◆ Exercise goal
Return all the lines below in which the string "what" appears.

◆ Data excerpts
○ ○ ○ ○ ○
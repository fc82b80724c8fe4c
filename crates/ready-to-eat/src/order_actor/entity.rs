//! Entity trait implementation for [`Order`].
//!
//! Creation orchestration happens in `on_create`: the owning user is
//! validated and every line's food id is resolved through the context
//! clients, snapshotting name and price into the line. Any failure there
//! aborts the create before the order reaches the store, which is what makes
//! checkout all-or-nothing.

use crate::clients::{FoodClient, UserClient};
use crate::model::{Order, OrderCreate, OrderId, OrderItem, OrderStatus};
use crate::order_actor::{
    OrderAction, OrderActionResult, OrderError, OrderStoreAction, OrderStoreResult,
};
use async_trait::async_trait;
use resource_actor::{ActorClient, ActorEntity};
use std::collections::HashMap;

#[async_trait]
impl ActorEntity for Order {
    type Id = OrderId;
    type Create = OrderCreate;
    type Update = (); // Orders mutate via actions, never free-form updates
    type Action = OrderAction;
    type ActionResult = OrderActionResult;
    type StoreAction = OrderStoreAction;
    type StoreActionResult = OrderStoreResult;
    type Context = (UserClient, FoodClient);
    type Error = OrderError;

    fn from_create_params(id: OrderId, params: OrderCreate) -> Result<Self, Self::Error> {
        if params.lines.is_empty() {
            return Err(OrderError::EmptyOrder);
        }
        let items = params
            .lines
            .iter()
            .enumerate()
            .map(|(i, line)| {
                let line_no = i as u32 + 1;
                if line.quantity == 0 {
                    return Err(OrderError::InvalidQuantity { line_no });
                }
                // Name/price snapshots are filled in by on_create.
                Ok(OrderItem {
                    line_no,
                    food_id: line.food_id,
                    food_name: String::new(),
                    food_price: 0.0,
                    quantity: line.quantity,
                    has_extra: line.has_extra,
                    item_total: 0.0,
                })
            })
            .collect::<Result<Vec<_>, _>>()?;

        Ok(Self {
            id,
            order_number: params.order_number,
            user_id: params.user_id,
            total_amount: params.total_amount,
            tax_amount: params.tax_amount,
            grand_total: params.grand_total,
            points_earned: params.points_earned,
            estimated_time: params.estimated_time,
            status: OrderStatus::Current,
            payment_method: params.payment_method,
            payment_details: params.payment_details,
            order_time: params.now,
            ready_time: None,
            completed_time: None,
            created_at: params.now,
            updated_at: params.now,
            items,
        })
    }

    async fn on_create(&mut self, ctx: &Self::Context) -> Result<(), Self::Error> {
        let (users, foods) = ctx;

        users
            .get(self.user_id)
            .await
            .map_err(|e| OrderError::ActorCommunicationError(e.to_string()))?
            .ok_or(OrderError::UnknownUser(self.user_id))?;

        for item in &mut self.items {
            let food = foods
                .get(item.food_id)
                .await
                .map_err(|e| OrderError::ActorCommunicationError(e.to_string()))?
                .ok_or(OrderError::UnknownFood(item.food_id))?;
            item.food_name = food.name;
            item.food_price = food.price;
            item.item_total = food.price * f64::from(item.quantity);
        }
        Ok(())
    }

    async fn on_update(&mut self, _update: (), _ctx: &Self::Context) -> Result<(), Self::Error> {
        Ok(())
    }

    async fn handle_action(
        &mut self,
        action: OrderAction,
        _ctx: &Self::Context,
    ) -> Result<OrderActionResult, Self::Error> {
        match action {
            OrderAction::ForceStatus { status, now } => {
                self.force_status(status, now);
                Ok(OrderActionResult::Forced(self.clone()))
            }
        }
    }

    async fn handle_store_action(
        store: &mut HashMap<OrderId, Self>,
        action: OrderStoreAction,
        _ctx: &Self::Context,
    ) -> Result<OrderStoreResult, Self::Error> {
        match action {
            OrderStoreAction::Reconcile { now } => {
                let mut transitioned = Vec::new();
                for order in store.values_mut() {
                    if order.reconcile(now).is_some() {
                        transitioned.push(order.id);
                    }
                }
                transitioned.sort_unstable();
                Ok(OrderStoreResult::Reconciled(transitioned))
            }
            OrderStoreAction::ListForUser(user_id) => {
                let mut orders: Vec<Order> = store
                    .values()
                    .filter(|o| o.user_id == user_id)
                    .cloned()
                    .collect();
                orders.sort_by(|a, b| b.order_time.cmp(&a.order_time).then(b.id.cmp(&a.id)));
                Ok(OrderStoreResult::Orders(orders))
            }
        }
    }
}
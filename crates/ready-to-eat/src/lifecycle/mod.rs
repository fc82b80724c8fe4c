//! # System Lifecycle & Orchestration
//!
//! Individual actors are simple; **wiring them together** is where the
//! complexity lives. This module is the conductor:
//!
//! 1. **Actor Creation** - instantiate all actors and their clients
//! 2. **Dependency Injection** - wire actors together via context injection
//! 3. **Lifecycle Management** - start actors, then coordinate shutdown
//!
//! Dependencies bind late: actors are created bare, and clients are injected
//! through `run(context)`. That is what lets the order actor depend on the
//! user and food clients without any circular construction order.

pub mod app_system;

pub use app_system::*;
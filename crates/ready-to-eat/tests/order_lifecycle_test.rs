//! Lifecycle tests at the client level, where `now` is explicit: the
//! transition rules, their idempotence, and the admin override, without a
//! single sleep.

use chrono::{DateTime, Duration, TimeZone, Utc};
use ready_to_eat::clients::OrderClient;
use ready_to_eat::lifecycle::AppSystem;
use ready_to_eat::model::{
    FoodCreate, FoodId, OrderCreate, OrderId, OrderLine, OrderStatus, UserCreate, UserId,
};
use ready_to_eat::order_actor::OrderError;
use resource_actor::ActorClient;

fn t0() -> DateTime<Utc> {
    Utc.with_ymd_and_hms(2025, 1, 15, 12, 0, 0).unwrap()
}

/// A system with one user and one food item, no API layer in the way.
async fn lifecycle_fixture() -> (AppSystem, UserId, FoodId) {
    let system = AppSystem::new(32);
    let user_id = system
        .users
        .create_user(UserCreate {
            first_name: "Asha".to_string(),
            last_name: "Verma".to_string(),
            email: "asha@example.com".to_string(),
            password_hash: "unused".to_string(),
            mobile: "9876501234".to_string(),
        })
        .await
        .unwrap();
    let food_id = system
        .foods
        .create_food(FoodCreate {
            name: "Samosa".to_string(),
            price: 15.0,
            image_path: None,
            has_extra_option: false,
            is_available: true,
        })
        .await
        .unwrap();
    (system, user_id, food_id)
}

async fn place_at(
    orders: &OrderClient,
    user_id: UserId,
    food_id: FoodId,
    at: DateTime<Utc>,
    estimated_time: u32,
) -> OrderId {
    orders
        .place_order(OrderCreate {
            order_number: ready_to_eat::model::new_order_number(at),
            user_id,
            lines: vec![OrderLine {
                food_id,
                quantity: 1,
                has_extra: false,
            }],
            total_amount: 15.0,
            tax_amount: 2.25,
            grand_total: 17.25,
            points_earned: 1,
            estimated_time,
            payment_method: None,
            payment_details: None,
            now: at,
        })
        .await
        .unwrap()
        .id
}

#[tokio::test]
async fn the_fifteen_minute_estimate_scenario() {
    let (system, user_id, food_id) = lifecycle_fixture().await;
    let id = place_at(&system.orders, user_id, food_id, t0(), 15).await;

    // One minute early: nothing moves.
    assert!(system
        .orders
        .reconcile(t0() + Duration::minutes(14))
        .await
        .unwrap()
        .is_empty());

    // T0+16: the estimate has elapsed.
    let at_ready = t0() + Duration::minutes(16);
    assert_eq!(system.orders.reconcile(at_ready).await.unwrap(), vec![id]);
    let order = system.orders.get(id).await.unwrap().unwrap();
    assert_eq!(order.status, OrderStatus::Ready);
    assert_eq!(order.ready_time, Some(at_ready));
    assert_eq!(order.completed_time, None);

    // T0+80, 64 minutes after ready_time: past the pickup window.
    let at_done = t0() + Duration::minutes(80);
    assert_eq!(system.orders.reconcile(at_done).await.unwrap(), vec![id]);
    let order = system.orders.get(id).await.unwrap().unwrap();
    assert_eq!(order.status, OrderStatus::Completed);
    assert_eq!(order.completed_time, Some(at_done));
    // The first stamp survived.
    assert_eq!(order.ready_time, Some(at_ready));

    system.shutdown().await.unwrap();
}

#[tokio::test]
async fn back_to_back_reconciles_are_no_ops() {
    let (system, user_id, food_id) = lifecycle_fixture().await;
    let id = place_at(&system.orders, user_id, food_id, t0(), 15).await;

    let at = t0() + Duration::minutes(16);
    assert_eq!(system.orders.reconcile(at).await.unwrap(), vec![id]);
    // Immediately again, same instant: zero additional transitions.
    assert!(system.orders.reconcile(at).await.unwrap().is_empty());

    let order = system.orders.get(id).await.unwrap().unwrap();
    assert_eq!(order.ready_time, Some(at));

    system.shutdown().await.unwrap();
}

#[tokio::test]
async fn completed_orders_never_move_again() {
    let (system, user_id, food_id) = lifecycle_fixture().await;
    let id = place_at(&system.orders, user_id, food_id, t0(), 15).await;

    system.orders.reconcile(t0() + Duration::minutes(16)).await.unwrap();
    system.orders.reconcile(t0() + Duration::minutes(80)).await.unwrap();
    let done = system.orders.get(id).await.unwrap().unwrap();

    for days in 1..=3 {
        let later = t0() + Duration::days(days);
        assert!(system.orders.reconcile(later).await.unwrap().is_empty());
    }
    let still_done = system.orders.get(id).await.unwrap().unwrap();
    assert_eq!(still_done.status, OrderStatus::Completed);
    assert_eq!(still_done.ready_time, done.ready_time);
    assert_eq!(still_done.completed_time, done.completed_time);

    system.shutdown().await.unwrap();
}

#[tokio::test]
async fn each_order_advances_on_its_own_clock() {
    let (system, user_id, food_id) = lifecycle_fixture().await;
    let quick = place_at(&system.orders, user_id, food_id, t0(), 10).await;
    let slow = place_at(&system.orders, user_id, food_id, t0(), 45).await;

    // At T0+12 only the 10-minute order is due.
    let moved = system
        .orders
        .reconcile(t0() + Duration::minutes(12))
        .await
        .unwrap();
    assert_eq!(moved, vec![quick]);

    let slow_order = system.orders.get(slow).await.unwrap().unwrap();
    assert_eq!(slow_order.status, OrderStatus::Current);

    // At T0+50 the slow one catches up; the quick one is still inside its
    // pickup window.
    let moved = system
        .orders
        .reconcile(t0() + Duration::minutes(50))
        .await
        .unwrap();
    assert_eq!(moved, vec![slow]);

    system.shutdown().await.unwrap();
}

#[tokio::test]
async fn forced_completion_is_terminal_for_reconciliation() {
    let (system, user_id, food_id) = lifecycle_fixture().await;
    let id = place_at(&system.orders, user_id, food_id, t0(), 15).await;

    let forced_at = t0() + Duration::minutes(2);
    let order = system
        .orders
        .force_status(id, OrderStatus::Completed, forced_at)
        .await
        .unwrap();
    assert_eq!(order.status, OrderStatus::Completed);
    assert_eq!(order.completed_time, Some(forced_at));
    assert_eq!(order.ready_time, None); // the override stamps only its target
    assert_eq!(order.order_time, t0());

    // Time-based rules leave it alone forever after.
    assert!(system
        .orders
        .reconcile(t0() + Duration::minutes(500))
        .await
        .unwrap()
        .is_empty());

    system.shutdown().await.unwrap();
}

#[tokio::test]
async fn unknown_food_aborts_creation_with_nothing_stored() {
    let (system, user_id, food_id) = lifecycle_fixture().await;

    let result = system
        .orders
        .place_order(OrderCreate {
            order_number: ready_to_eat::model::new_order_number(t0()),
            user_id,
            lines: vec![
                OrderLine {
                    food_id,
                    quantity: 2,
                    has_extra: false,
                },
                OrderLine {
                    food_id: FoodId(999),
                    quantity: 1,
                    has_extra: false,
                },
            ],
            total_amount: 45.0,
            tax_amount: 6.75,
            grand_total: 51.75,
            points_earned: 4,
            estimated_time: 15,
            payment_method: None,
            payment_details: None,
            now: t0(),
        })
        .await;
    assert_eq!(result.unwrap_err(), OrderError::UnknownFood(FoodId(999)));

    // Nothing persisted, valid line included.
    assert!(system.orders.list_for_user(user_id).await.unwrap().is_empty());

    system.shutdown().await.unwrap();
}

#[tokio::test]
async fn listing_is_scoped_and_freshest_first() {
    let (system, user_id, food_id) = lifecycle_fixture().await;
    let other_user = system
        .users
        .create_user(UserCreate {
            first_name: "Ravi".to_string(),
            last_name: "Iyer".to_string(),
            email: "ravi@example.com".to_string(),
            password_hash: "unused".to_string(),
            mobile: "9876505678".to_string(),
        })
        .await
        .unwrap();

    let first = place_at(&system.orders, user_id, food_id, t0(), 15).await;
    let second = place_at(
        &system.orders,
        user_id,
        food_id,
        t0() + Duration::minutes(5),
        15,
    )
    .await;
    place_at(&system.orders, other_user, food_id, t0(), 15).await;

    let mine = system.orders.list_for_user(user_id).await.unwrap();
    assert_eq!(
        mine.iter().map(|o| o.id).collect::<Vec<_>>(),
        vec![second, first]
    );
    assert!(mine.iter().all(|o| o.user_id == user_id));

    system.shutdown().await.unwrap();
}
○ ○ ○ ○ ○
◆ Written answer
//! aborts the create before the order reaches the store, which is what makes
//! through `run(context)`. That is what lets the order actor depend on the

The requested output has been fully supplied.